From searching “<country> price tracker”, I found Camel^3 which is famous for Amazon tracking and another country-specific one which has a ToS last updated in 2018. The author is describing things that could already be accomplished with a search engine.
Lmao DO NOT use an LLM for this. They are not reliable enough for this.
You know what? I take it all back, this is definitely proving Dystopia Inc. But seriously, that is a temporary solution to a permanent problem. Never settle for that. The real solution here is to task the LLM with sending messages to every politician and lobbyist telling them to improve the system they make for you.
Nevermind the irony of calling computers doing work “algorithmic labour”, this is just nonsense. Of course things built entirely on free labour are going to be monetarily cheap. Also, feeding War And Peace into an LLM as input tokens is not the same as training the LLM on it.
We are seeing the actual cost of LLM usage unfold and you’d have to be willingly ignoring it to think it was strictly monetary. The social and environmental impact is devastating. But since the original article cites literally none of its claims, I won’t bother either.
No, it doesn’t, unless you somehow also assume that LLMs won’t also be used against you. And you’d have to actually be dumb or have an agenda that required you to act dumb to assume that.
Here’s a handy little graph to show how the author is wrong: Time to 100M users. I’m sorry, I broke my promise about not citing anything. Notice how all of the time spans for internet applications trend downwards as time increases. TikTok took 9 months 7 years before ChatGPT was released. I bet the next viral app will be even faster than ChatGPT. That’s not an indicator of demand, that’s an indicator of internet accessibility. (I’m ignoring Threads because they automatically create 100M users from their Instragram accounts in 5 days, which is a measure of their database migration capabilities and nothing else.)
I’m sorry, what? LLMs are an algorithm. Author clearly does not know what they are talking about.

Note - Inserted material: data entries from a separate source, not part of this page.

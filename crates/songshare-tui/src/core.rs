/// BoardCore — single-owner event loop for the song list and playback.
///
/// Spawned once per signed-in session. The UI sends `BoardEvent`s; the core
/// runs the matching gateway calls one at a time against its own `SongBoard`
/// and answers with `BoardUpdate`s (a fresh snapshot after every change, plus
/// notices for the toast area). Remote failures never leave this loop: they
/// are logged, turned into a notice, and the board keeps whatever local state
/// the operation defines for failure.
use std::sync::Arc;
use std::time::Duration;

use chrono::Utc;
use songshare_proto::gateway::{BlobGateway, DataGateway};
use songshare_proto::{GatewayError, Song, SongInput};
use tokio::sync::mpsc;
use tracing::{debug, error, info, warn};

use crate::playback::{Playback, PlaybackSession, ToggleStep};
use crate::upload::{content_type_for, storage_key, UploadOutcome, UploadRequest};
use crate::widgets::toast::Severity;

// ── Events ────────────────────────────────────────────────────────────────────

/// A row as the UI saw it. The board may have been refreshed since, so the
/// id is what counts; `index` is only a hint.
#[derive(Debug, Clone, PartialEq, Eq)]
pub struct SongRef {
    pub index: usize,
    pub id: String,
}

impl SongRef {
    pub fn new(index: usize, song: &Song) -> Self {
        Self {
            index,
            id: song.id.clone(),
        }
    }
}

#[derive(Debug)]
pub enum BoardEvent {
    Refresh,
    TogglePlay(SongRef),
    /// Stop only if the song is still playing (player exited on its own).
    PlaybackEnded(SongRef),
    Like(SongRef),
    Upload(UploadRequest),
    Shutdown,
}

#[derive(Debug, Clone, PartialEq)]
pub struct BoardSnapshot {
    pub songs: Vec<Song>,
    pub playback: Option<PlaybackSession>,
}

#[derive(Debug, Clone)]
pub enum BoardUpdate {
    Snapshot(BoardSnapshot),
    Notice(Severity, String),
    Uploaded(UploadOutcome),
    /// The backend refused the session's credentials.
    SessionRejected,
}

/// What a toggle did.
#[derive(Debug, Clone, PartialEq)]
pub enum PlayChange {
    Started(usize),
    Stopped(usize),
    Failed { reason: String, unauthorized: bool },
    Ignored,
}

/// What a like did.
#[derive(Debug, Clone, PartialEq, Eq)]
pub enum LikeChange {
    Saved(i64),
    /// The song is no longer listed; nothing was sent.
    Gone,
}

// ── SongBoard ─────────────────────────────────────────────────────────────────

pub struct BoardSettings {
    pub url_validity: Duration,
    pub default_content_type: String,
}

/// Session cache of songs plus the playback session, driven through the
/// gateways.
pub struct SongBoard {
    data: Arc<dyn DataGateway>,
    blob: Arc<dyn BlobGateway>,
    settings: BoardSettings,
    songs: Vec<Song>,
    playback: Playback,
}

impl SongBoard {
    pub fn new(
        data: Arc<dyn DataGateway>,
        blob: Arc<dyn BlobGateway>,
        settings: BoardSettings,
    ) -> Self {
        Self {
            data,
            blob,
            settings,
            songs: Vec::new(),
            playback: Playback::default(),
        }
    }

    #[cfg(test)]
    pub fn songs(&self) -> &[Song] {
        &self.songs
    }

    #[cfg(test)]
    pub fn playback(&self) -> &Playback {
        &self.playback
    }

    /// Current row of `target`: its index if the id still matches there,
    /// otherwise wherever the id moved to.
    fn resolve(&self, target: &SongRef) -> Option<usize> {
        match self.songs.get(target.index) {
            Some(song) if song.id == target.id => Some(target.index),
            _ => self.songs.iter().position(|s| s.id == target.id),
        }
    }

    pub fn snapshot(&self) -> BoardSnapshot {
        BoardSnapshot {
            songs: self.songs.clone(),
            playback: self.playback.current().cloned(),
        }
    }

    /// Replace the cache with the server's list, keeping its order. On
    /// failure the cache is left as it was.
    pub async fn refresh(&mut self) -> Result<usize, GatewayError> {
        let songs = self.data.list_songs().await?;
        info!("board: fetched {} songs", songs.len());
        self.songs = songs;
        self.playback.reindex(&self.songs);
        Ok(self.songs.len())
    }

    /// Stop the song if it is playing, otherwise fetch a signed URL and play it.
    pub async fn toggle_play(&mut self, target: &SongRef) -> PlayChange {
        let Some(index) = self.resolve(target) else {
            warn!("board: toggle on song {} which is no longer listed", target.id);
            return PlayChange::Ignored;
        };
        let file_path = match self.playback.toggle(index, &self.songs) {
            ToggleStep::Stopped => return PlayChange::Stopped(index),
            ToggleStep::OutOfRange => {
                warn!("board: toggle on missing row {}", index);
                return PlayChange::Ignored;
            }
            ToggleStep::NeedsUrl { file_path } => file_path,
        };

        match self
            .blob
            .signed_url(&file_path, self.settings.url_validity)
            .await
        {
            Ok(url) => {
                debug!("board: access URL for {}: {}", file_path, url);
                let song = &self.songs[index];
                self.playback
                    .started(index, song, url, self.settings.url_validity, Utc::now());
                PlayChange::Started(index)
            }
            Err(e) => {
                error!("board: signed URL for {} failed [{}]: {}", file_path, e.error_code(), e);
                self.playback.failed();
                PlayChange::Failed {
                    reason: e.to_string(),
                    unauthorized: e.is_unauthorized(),
                }
            }
        }
    }

    pub fn playback_ended(&mut self, target: &SongRef) -> bool {
        let playing = self
            .playback
            .current()
            .is_some_and(|session| session.song_id == target.id);
        if playing {
            self.playback.stop();
            return true;
        }
        false
    }

    /// Add one like and write the record back. The local increment stays even
    /// when the write fails.
    pub async fn like(&mut self, target: &SongRef) -> Result<LikeChange, GatewayError> {
        let Some(index) = self.resolve(target) else {
            warn!("board: like on song {} which is no longer listed", target.id);
            return Ok(LikeChange::Gone);
        };
        let song = &mut self.songs[index];
        song.like += 1;
        let input = SongInput::from(&*song);

        let updated = self.data.update_song(input).await?;
        let likes = updated.like;
        // The list may have been refreshed meanwhile; match by id
        match self.songs.iter().position(|s| s.id == updated.id) {
            Some(pos) => self.songs[pos] = updated,
            None => warn!("board: updated song {} no longer listed", updated.id),
        }
        Ok(LikeChange::Saved(likes))
    }

    /// Upload the file, then create its record. No cleanup if the second step
    /// fails: the blob stays in storage.
    pub async fn upload(&mut self, request: UploadRequest) -> anyhow::Result<Song> {
        use anyhow::Context;

        let bytes = tokio::fs::read(&request.file)
            .await
            .with_context(|| format!("reading {}", request.file.display()))?;
        let key = storage_key(&request.file);
        let content_type = content_type_for(&request.file, &self.settings.default_content_type);

        let stored_key = self
            .blob
            .put(&key, bytes, &content_type)
            .await
            .context("storing audio")?;
        info!("board: stored {} as {}", request.file.display(), stored_key);

        let input = SongInput::new_upload(
            uuid::Uuid::new_v4().to_string(),
            &request.draft,
            stored_key,
        );
        let created = self
            .data
            .create_song(input)
            .await
            .context("creating song record")?;
        info!("board: created song {} ({})", created.id, created.title);
        Ok(created)
    }
}

// ── BoardCore ─────────────────────────────────────────────────────────────────

pub struct BoardCore {
    board: SongBoard,
    update_tx: mpsc::Sender<BoardUpdate>,
}

impl BoardCore {
    pub fn new(board: SongBoard, update_tx: mpsc::Sender<BoardUpdate>) -> Self {
        Self { board, update_tx }
    }

    /// Run until `Shutdown` or until the UI drops its sender.
    pub async fn run(mut self, mut event_rx: mpsc::Receiver<BoardEvent>) {
        info!("BoardCore: starting event loop");
        loop {
            let Some(event) = event_rx.recv().await else {
                info!("BoardCore: event channel closed, shutting down");
                break;
            };
            debug!("BoardCore: {:?}", event);
            if matches!(event, BoardEvent::Shutdown) {
                info!("BoardCore: shutdown requested");
                break;
            }
            if !self.handle(event).await {
                break;
            }
        }
    }

    /// Returns `false` once the UI side is gone.
    async fn handle(&mut self, event: BoardEvent) -> bool {
        let mut updates = Vec::new();
        let mut rejected = false;
        match event {
            BoardEvent::Refresh => match self.board.refresh().await {
                Ok(n) => updates.push(notice(Severity::Info, format!("{} songs", n))),
                Err(e) => {
                    error!("BoardCore: fetching songs failed: {}", e);
                    rejected |= e.is_unauthorized();
                    updates.push(notice(Severity::Error, format!("could not load songs: {}", e)));
                }
            },
            BoardEvent::TogglePlay(target) => match self.board.toggle_play(&target).await {
                PlayChange::Failed {
                    reason,
                    unauthorized,
                } => {
                    rejected |= unauthorized;
                    updates.push(notice(Severity::Error, format!("playback failed: {}", reason)));
                }
                other => debug!("BoardCore: toggle {} → {:?}", target.id, other),
            },
            BoardEvent::PlaybackEnded(target) => {
                if !self.board.playback_ended(&target) {
                    return true;
                }
            }
            BoardEvent::Like(target) => match self.board.like(&target).await {
                Ok(LikeChange::Saved(likes)) => {
                    debug!("BoardCore: song {} now has {} likes", target.id, likes);
                    updates.push(notice(Severity::Success, format!("♥ {}", likes)));
                }
                Ok(LikeChange::Gone) => {
                    updates.push(notice(
                        Severity::Warning,
                        "that song is no longer listed".to_string(),
                    ));
                }
                Err(e) => {
                    error!("BoardCore: like on song {} failed: {}", target.id, e);
                    rejected |= e.is_unauthorized();
                    updates.push(notice(Severity::Error, format!("like not saved: {}", e)));
                }
            },
            BoardEvent::Upload(request) => {
                let outcome = match self.board.upload(request).await {
                    Ok(song) => UploadOutcome::Created(song),
                    Err(e) => {
                        error!("BoardCore: upload failed: {:#}", e);
                        rejected |= rejected_by_backend(&e);
                        UploadOutcome::Failed(format!("{:#}", e))
                    }
                };
                let created = matches!(outcome, UploadOutcome::Created(_));
                updates.push(BoardUpdate::Uploaded(outcome));
                if created {
                    if let Err(e) = self.board.refresh().await {
                        error!("BoardCore: refresh after upload failed: {}", e);
                        rejected |= e.is_unauthorized();
                        updates.push(notice(Severity::Error, format!("could not load songs: {}", e)));
                    }
                }
            }
            BoardEvent::Shutdown => return false,
        }

        updates.insert(0, BoardUpdate::Snapshot(self.board.snapshot()));
        if rejected {
            warn!("BoardCore: backend rejected the session");
            updates.push(BoardUpdate::SessionRejected);
        }
        for update in updates {
            if self.update_tx.send(update).await.is_err() {
                return false;
            }
        }
        true
    }
}

fn notice(severity: Severity, message: String) -> BoardUpdate {
    BoardUpdate::Notice(severity, message)
}

fn rejected_by_backend(err: &anyhow::Error) -> bool {
    err.chain()
        .filter_map(|cause| cause.downcast_ref::<GatewayError>())
        .any(GatewayError::is_unauthorized)
}

// ── Tests ─────────────────────────────────────────────────────────────────────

I thought LLMs were supposed to be some magic interface for individuals. The author is describing institutions. You know, the thing the author started out bashing for controlling all the algorithms and using them against the common folk who didn’t have those algorithms. This is exactly the same thing, just replace algorithm with AI.
Indeed, that will be an interesting thing to see once AI can actually handle it better and for cheaper. Though I wouldn’t count on in anytime soon. Don’t forget the AI at that stage will still have to compensate the human doctors who wrote the data it was trained on.
Oh, I just about hit the character limit. I guess I’ll stop there.
Remember folks, don’t let your LLM write an article arguing for replacing everyone with LLMs. All it proves is that you can be replaced by an LLM. Maybe focus on some human pursuits instead.